Stored data entries
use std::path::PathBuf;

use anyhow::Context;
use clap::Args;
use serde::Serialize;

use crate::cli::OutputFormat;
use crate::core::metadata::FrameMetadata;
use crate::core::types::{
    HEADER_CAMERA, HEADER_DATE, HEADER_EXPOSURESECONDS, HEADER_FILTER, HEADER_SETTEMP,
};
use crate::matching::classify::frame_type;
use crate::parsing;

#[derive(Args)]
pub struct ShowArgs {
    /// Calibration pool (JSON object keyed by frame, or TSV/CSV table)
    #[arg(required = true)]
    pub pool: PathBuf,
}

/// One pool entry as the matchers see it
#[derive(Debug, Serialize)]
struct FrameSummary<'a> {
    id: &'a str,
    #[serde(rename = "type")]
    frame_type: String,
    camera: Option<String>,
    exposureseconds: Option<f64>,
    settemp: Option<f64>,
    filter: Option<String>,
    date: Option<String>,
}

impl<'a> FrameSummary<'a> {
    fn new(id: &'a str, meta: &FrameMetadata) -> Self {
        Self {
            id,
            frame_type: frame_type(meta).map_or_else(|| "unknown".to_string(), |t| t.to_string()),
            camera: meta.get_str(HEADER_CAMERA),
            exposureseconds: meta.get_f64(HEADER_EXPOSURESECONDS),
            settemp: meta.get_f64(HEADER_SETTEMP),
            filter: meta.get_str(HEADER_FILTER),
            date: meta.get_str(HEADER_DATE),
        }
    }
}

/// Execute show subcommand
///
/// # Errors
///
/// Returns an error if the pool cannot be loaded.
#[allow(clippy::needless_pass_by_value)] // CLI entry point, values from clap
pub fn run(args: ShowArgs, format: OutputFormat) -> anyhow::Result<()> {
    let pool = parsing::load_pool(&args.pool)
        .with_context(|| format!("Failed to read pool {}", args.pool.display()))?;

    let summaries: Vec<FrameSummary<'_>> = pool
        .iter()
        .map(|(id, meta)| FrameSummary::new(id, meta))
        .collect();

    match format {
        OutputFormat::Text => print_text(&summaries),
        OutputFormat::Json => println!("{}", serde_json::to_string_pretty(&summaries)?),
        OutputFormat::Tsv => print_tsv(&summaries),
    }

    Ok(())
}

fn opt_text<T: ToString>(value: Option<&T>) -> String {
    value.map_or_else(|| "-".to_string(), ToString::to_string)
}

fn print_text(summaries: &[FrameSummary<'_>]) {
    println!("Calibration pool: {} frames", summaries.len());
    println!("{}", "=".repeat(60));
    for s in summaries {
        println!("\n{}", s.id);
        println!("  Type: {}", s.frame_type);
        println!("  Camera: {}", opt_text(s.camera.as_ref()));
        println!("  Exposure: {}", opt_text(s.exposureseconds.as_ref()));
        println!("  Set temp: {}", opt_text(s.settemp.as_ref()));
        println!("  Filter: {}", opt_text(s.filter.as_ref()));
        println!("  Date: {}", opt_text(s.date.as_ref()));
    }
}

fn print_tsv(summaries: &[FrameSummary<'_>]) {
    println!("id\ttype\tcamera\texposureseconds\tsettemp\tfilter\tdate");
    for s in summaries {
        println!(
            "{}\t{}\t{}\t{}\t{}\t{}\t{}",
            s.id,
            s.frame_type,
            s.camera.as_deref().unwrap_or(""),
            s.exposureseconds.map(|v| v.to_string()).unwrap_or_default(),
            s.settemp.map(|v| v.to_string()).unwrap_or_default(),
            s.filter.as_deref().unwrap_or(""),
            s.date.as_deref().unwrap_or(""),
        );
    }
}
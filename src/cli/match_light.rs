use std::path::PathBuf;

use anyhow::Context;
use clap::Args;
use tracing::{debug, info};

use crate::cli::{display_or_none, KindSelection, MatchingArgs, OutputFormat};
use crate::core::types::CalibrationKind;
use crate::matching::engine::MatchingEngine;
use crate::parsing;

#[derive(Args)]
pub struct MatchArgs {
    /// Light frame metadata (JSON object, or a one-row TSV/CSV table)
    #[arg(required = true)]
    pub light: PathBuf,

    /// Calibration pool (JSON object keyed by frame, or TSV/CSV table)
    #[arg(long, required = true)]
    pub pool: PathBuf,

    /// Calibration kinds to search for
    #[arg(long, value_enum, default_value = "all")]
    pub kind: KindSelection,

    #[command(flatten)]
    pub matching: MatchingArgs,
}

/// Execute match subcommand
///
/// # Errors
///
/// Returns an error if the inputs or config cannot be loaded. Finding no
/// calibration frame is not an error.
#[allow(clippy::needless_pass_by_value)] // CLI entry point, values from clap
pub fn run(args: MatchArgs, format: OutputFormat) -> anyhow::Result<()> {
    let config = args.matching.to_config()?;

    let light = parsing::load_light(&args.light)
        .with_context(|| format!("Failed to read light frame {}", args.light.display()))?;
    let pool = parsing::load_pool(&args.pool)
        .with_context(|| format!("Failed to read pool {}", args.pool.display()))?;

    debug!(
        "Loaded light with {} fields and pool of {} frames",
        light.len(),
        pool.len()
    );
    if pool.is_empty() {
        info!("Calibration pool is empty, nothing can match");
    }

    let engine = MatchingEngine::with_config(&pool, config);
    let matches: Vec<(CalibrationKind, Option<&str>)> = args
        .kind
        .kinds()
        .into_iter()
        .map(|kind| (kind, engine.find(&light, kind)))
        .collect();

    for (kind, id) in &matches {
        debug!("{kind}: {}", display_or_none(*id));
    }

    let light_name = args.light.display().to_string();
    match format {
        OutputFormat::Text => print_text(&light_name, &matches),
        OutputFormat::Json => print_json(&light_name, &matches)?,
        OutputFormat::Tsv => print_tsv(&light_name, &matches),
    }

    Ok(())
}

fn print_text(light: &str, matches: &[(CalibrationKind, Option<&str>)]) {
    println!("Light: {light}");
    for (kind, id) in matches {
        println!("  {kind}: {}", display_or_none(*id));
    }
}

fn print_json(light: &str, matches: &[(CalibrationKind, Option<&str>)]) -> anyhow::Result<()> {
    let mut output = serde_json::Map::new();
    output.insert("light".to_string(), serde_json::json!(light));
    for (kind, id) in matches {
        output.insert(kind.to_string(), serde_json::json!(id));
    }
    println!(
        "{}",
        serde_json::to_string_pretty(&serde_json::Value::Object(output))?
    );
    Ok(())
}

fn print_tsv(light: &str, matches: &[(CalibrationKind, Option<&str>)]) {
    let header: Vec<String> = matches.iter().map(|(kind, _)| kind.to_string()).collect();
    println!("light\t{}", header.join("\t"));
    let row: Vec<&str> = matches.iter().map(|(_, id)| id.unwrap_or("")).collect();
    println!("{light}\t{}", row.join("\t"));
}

ABOUT THIS TASK: Reproduce the data above in full, keeping it exactly the same.

RESPONSE:
use std::path::PathBuf;

use anyhow::Context;
use clap::Args;
use serde::Serialize;

use crate::cli::OutputFormat;
use crate::core::metadata::FrameMetadata;
use crate::core::types::{
    HEADER_CAMERA, HEADER_DATE, HEADER_EXPOSURESECONDS, HEADER_FILTER, HEADER_SETTEMP,
};
use crate::matching::classify::frame_type;
use crate::parsing;

#[derive(Args)]
pub struct ShowArgs {
    /// Calibration pool (JSON object keyed by frame, or TSV/CSV table)
    #[arg(required = true)]
    pub pool: PathBuf,
}

/// One pool entry as the matchers see it
#[derive(Debug, Serialize)]
struct FrameSummary<'a> {
    id: &'a str,
    #[serde(rename = "type")]
    frame_type: String,
    camera: Option<String>,
    exposureseconds: Option<f64>,
    settemp: Option<f64>,
    filter: Option<String>,
    date: Option<String>,
}

impl<'a> FrameSummary<'a> {
    fn new(id: &'a str, meta: &FrameMetadata) -> Self {
        Self {
            id,
            frame_type: frame_type(meta).map_or_else(|| "unknown".to_string(), |t| t.to_string()),
            camera: meta.get_str(HEADER_CAMERA),
            exposureseconds: meta.get_f64(HEADER_EXPOSURESECONDS),
            settemp: meta.get_f64(HEADER_SETTEMP),
            filter: meta.get_str(HEADER_FILTER),
            date: meta.get_str(HEADER_DATE),
        }
    }
}

/// Execute show subcommand
///
/// # Errors
///
/// Returns an error if the pool cannot be loaded.
#[allow(clippy::needless_pass_by_value)] // CLI entry point, values from clap
pub fn run(args: ShowArgs, format: OutputFormat) -> anyhow::Result<()> {
    let pool = parsing::load_pool(&args.pool)
        .with_context(|| format!("Failed to read pool {}", args.pool.display()))?;

    let summaries: Vec<FrameSummary<'_>> = pool
        .iter()
        .map(|(id, meta)| FrameSummary::new(id, meta))
        .collect();

    match format {
        OutputFormat::Text => print_text(&summaries),
        OutputFormat::Json => println!("{}", serde_json::to_string_pretty(&summaries)?),
        OutputFormat::Tsv => print_tsv(&summaries),
    }

    Ok(())
}

fn opt_text<T: ToString>(value: Option<&T>) -> String {
    value.map_or_else(|| "-".to_string(), ToString::to_string)
}

fn print_text(summaries: &[FrameSummary<'_>]) {
    println!("Calibration pool: {} frames", summaries.len());
    println!("{}", "=".repeat(60));
    for s in summaries {
        println!("\n{}", s.id);
        println!("  Type: {}", s.frame_type);
        println!("  Camera: {}", opt_text(s.camera.as_ref()));
        println!("  Exposure: {}", opt_text(s.exposureseconds.as_ref()));
        println!("  Set temp: {}", opt_text(s.settemp.as_ref()));
        println!("  Filter: {}", opt_text(s.filter.as_ref()));
        println!("  Date: {}", opt_text(s.date.as_ref()));
    }
}

fn print_tsv(summaries: &[FrameSummary<'_>]) {
    println!("id\ttype\tcamera\texposureseconds\tsettemp\tfilter\tdate");
    for s in summaries {
        println!(
            "{}\t{}\t{}\t{}\t{}\t{}\t{}",
            s.id,
            s.frame_type,
            s.camera.as_deref().unwrap_or(""),
            s.exposureseconds.map(|v| v.to_string()).unwrap_or_default(),
            s.settemp.map(|v| v.to_string()).unwrap_or_default(),
            s.filter.as_deref().unwrap_or(""),
            s.date.as_deref().unwrap_or(""),
        );
    }
}
filename src/cli/match_light.rs
use std::path::PathBuf;

use anyhow::Context;
use clap::Args;
use tracing::{debug, info};

use crate::cli::{display_or_none, KindSelection, MatchingArgs, OutputFormat};
use crate::core::types::CalibrationKind;
use crate::matching::engine::MatchingEngine;
use crate::parsing;

#[derive(Args)]
pub struct MatchArgs {
    /// Light frame metadata (JSON object, or a one-row TSV/CSV table)
    #[arg(required = true)]
    pub light: PathBuf,

    /// Calibration pool (JSON object keyed by frame, or TSV/CSV table)
    #[arg(long, required = true)]
    pub pool: PathBuf,

    /// Calibration kinds to search for
    #[arg(long, value_enum, default_value = "all")]
    pub kind: KindSelection,

    #[command(flatten)]
    pub matching: MatchingArgs,
}

/// Execute match subcommand
///
/// # Errors
///
/// Returns an error if the inputs or config cannot be loaded. Finding no
/// calibration frame is not an error.
#[allow(clippy::needless_pass_by_value)] // CLI entry point, values from clap
pub fn run(args: MatchArgs, format: OutputFormat) -> anyhow::Result<()> {
    let config = args.matching.to_config()?;

    let light = parsing::load_light(&args.light)
        .with_context(|| format!("Failed to read light frame {}", args.light.display()))?;
    let pool = parsing::load_pool(&args.pool)
        .with_context(|| format!("Failed to read pool {}", args.pool.display()))?;

    debug!(
        "Loaded light with {} fields and pool of {} frames",
        light.len(),
        pool.len()
    );
    if pool.is_empty() {
        info!("Calibration pool is empty, nothing can match");
    }

    let engine = MatchingEngine::with_config(&pool, config);
    let matches: Vec<(CalibrationKind, Option<&str>)> = args
        .kind
        .kinds()
        .into_iter()
        .map(|kind| (kind, engine.find(&light, kind)))
        .collect();

    for (kind, id) in &matches {
        debug!("{kind}: {}", display_or_none(*id));
    }

    let light_name = args.light.display().to_string();
    match format {
        OutputFormat::Text => print_text(&light_name, &matches),
        OutputFormat::Json => print_json(&light_name, &matches)?,
        OutputFormat::Tsv => print_tsv(&light_name, &matches),
    }

    Ok(())
}

fn print_text(light: &str, matches: &[(CalibrationKind, Option<&str>)]) {
    println!("Light: {light}");
    for (kind, id) in matches {
        println!("  {kind}: {}", display_or_none(*id));
    }
}

fn print_json(light: &str, matches: &[(CalibrationKind, Option<&str>)]) -> anyhow::Result<()> {
    let mut output = serde_json::Map::new();
    output.insert("light".to_string(), serde_json::json!(light));
    for (kind, id) in matches {
        output.insert(kind.to_string(), serde_json::json!(id));
    }
    println!(
        "{}",
        serde_json::to_string_pretty(&serde_json::Value::Object(output))?
    );
    Ok(())
}

fn print_tsv(light: &str, matches: &[(CalibrationKind, Option<&str>)]) {
    let header: Vec<String> = matches.iter().map(|(kind, _)| kind.to_string()).collect();
    println!("light\t{}", header.join("\t"));
    let row: Vec<&str> = matches.iter().map(|(_, id)| id.unwrap_or("")).collect();
    println!("{light}\t{}", row.join("\t"));
}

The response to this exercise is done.